Out of all fish, salmon contains the highest amount of omega-3 fatty acids, which are linked to improved well-being and reduce the risk of many serious diseases, including heart disease, dementia and depression. A 100-gram piece of salmon contains not only 2.8 grams of omega-3s but also large amounts of magnesium, potassium, selenium and B vitamins.
Seaweed is high in minerals such as calcium, iron, magnesium and manganese. It is also rich in bioactive compounds such as phycocyanins and carotenoids, which have powerful anti-inflammatory properties. Seaweed is particularly rich in iodine, a mineral the body uses to make thyroid hormones. Eating a high-iodine seaweed such as kelp just a few times a month can give the body all the iodine it needs.
Vitamins C, B1 and B6, calcium, potassium, copper, manganese and selenium are abundant in garlic. It also contains large amounts of a sulfur compound called allicin, which may help lower blood pressure and “bad” LDL cholesterol while increasing “good” HDL cholesterol, potentially reducing the risk of heart disease. People who eat a lot of garlic are also thought to be at lower risk of common cancers, especially colon and stomach cancer. Raw garlic also has antibacterial and antifungal properties.
One cup of fresh raspberries provides 43 percent DV of vitamin C, 32 percent DV of fiber and 41 percent DV of manganese, which aids in calcium absorption, fat and carbohydrate metabolism, and blood sugar regulation. Raspberries also contain smaller amounts of folate, vitamin E, vitamin K, biotin, potassium, copper and magnesium.
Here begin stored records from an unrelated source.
impl<'a> Orchestrator<'a> {
    /// `client` should carry the identification header and token; the
    /// lookup and mutation timeouts from `github` are applied here.
    pub fn new(client: HttpClient, github: &'a GitHubConfig, pace: Pace) -> Self {
        let client = client.with_header("Accept", "application/vnd.github.v3+json");
        Self {
            lookup: client.with_timeout(github.lookup_timeout),
            mutate: client.with_timeout(github.mutation_timeout),
            github,
            pace,
        }
    }

    /// Process `repos` sequentially and return the ledger.
    ///
    /// On cancellation the error carries the ledger of every completed
    /// repository.
    pub fn run(
        &self,
        repos: &[RepoRef],
        options: &RunOptions,
        observer: &mut dyn ForkObserver,
    ) -> Result<Ledger, ForkRunError> {
        let total = repos.len();
        let mut ledger = Ledger::new();
        tracing::info!(
            total,
            org = %options.target_org,
            sync_existing = options.sync_existing,
            "starting fork run"
        );

        for (index, repo) in repos.iter().enumerate() {
            if self.pace.is_cancelled() {
                return Err(ForkRunError::Cancelled {
                    ledger,
                    submitted: total,
                });
            }

            let position = index + 1;
            tracing::info!(position, total, owner = %repo.owner, repo = %repo.name, "processing");
            let Some(outcome) = self.process(repo, options) else {
                tracing::warn!(
                    owner = %repo.owner,
                    repo = %repo.name,
                    "cancelled mid-item; not recorded"
                );
                return Err(ForkRunError::Cancelled {
                    ledger,
                    submitted: total,
                });
            };

            log_outcome(&outcome);
            ledger.record(outcome);
            if let Some(last) = ledger.results.last() {
                observer.item_done(position, total, last);
            }

            if position < total && !self.pace.sleep(options.item_delay) {
                return Err(ForkRunError::Cancelled {
                    ledger,
                    submitted: total,
                });
            }
        }

        tracing::info!(
            total = ledger.total,
            successful = ledger.successful,
            failed = ledger.failed,
            forked = ledger.forked,
            synced = ledger.synced,
            skipped = ledger.skipped,
            "fork run finished"
        );
        Ok(ledger)
    }

    /// Decide and perform the action for one repository. `None` means
    /// cancellation interrupted it before an outcome existed.
    fn process(&self, repo: &RepoRef, options: &RunOptions) -> Option<ForkOutcome> {
        let org = options.target_org.as_str();
        match self.check_existing(repo, org) {
            Existing::Missing => self.fork(repo, org),
            Existing::Unknown(reason) => {
                tracing::warn!(
                    owner = %repo.owner,
                    repo = %repo.name,
                    reason = %reason,
                    "could not verify target; attempting fork"
                );
                self.fork(repo, org)
            }
            Existing::VerifiedFork if options.sync_existing => self.sync(repo, org),
            Existing::VerifiedFork => Some(ForkOutcome::new(
                repo,
                ForkAction::Skip,
                true,
                format!("Fork already exists at {org}/{} (sync disabled)", repo.name),
            )),
            Existing::Foreign => Some(ForkOutcome::new(
                repo,
                ForkAction::Skip,
                true,
                format!(
                    "Repository {org}/{} exists (but not a fork of {})",
                    repo.name,
                    repo.full_name()
                ),
            )),
        }
    }

    fn check_existing(&self, repo: &RepoRef, org: &str) -> Existing {
        let url = format!("{}/repos/{org}/{}", self.api_base(), repo.name);
        let response = match self.lookup.send(Method::Get, &url, &[], None) {
            Ok(response) => response,
            Err(err) => return Existing::Unknown(err.to_string()),
        };

        match response.status {
            200 => match serde_json::from_str::<RepoLookup>(&response.body) {
                Ok(found) if is_fork_of(&found, repo) => Existing::VerifiedFork,
                Ok(_) => Existing::Foreign,
                Err(err) => Existing::Unknown(format!("unreadable lookup body: {err}")),
            },
            404 => Existing::Missing,
            status => Existing::Unknown(format!("lookup returned status {status}")),
        }
    }

    fn fork(&self, repo: &RepoRef, org: &str) -> Option<ForkOutcome> {
        let url = format!("{}/repos/{}/{}/forks", self.api_base(), repo.owner, repo.name);
        let body = json!({ "organization": org });
        let retry_cfg = &self.github.fork_retry;
        let policy = RetryPolicy::new(retry_cfg.max_attempts, retry_cfg.base_backoff);

        let result = retry(&policy, &self.pace, |attempt| {
            let reply = match self.mutate.send(Method::Post, &url, &[], Some(&body)) {
                Ok(response) => classify_fork(&response, repo, retry_cfg),
                Err(err) => classify_fork_error(&err, repo),
            };
            match reply {
                ForkReply::Created => {
                    Attempt::Done(Ok(format!("Successfully forked {}", repo.full_name())))
                }
                ForkReply::AlreadyExists => {
                    Attempt::Done(Ok(format!("Fork already exists for {}", repo.full_name())))
                }
                ForkReply::Permanent(message) => Attempt::Done(Err(message)),
                ForkReply::Retry(wait, message) => {
                    tracing::warn!(
                        owner = %repo.owner,
                        repo = %repo.name,
                        attempt,
                        max_attempts = retry_cfg.max_attempts,
                        reason = %message,
                        "fork attempt failed"
                    );
                    Attempt::Retry { wait, failure: message }
                }
            }
        });

        let (success, message) = match result {
            Ok(Ok(message)) => (true, message),
            Ok(Err(message)) => (false, message),
            Err(RetryError::Exhausted { last, .. }) => (false, last),
            Err(RetryError::Cancelled { .. }) => return None,
        };
        Some(ForkOutcome::new(repo, ForkAction::Fork, success, message))
    }

    fn sync(&self, repo: &RepoRef, org: &str) -> Option<ForkOutcome> {
        let target = format!("{org}/{}", repo.name);
        let mut reply = self.merge_upstream(repo, org, PRIMARY_BRANCH)?;
        if reply == MergeReply::WrongBranch {
            tracing::debug!(fork = %target, "retrying sync against {FALLBACK_BRANCH}");
            reply = self.merge_upstream(repo, org, FALLBACK_BRANCH)?;
        }

        let outcome = match reply {
            MergeReply::Merged => ForkOutcome::new(
                repo,
                ForkAction::Sync,
                true,
                format!("Successfully synced {target} with {}", repo.full_name()),
            ),
            MergeReply::UpToDate => ForkOutcome::new(
                repo,
                ForkAction::Sync,
                true,
                format!("Fork {target} is already up to date"),
            ),
            MergeReply::Conflict(message) | MergeReply::Failed(message) => ForkOutcome::new(
                repo,
                ForkAction::Skip,
                true,
                format!("Fork exists ({message})"),
            ),
            MergeReply::WrongBranch => ForkOutcome::new(
                repo,
                ForkAction::Skip,
                true,
                format!("Fork exists (Cannot sync {target}: branch mismatch or conflict)"),
            ),
        };
        Some(outcome)
    }

    /// One merge-upstream call for `branch`, retrying transport failures and
    /// server errors with backoff. `None` on cancellation.
    fn merge_upstream(&self, repo: &RepoRef, org: &str, branch: &str) -> Option<MergeReply> {
        let url = format!("{}/repos/{org}/{}/merge-upstream", self.api_base(), repo.name);
        let body = json!({ "branch": branch });
        let target = format!("{org}/{}", repo.name);
        let retry_cfg = &self.github.fork_retry;
        let policy = RetryPolicy::new(retry_cfg.sync_max_attempts, retry_cfg.base_backoff);

        let result = retry(&policy, &self.pace, |_| {
            match self.mutate.send(Method::Post, &url, &[], Some(&body)) {
                Ok(response) if response.status >= 500 => Attempt::Retry {
                    wait: Wait::Backoff,
                    failure: format!("Failed to sync {target}: {}", response.status),
                },
                Ok(response) => Attempt::Done(classify_merge(&response, &target)),
                Err(err) if err.is_transient() => Attempt::Retry {
                    wait: Wait::Backoff,
                    failure: format!("Error syncing {target}: {err}"),
                },
                Err(err) => {
                    Attempt::Done(MergeReply::Failed(format!("Error syncing {target}: {err}")))
                }
            }
        });

        match result {
            Ok(reply) => Some(reply),
            Err(RetryError::Exhausted { last, .. }) => Some(MergeReply::Failed(last)),
            Err(RetryError::Cancelled { .. }) => None,
        }
    }

    fn api_base(&self) -> &str {
        self.github.api_base.trim_end_matches('/')
    }
}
One cup of strawberries contains 100 percent DV of vitamin C, which is essential for healthy skin. In addition, strawberries contain potassium, fiber, magnesium, iodine, folate and copper.
12. Dark chocolate (cocoa)
Dark chocolate with high cocoa content is loaded with fiber, iron, magnesium, copper and manganese. It is also rich in antioxidants. Studies have shown that people who consume dark chocolate at least five times a week have a 57 percent lower risk of heart disease. Other health benefits of dark chocolate include improved blood flow, lower blood pressure, reduced LDL and improved brain function. Eating just a small square of quality dark chocolate per day is one of the best ways to give the body additional antioxidants. For best results, get dark chocolate with 85 percent cocoa or higher.
Equipping the body with the nutrients it needs for optimal functioning doesn’t have to be hard. Adding small amounts of nutrient-dense foods to your diet can do the trick.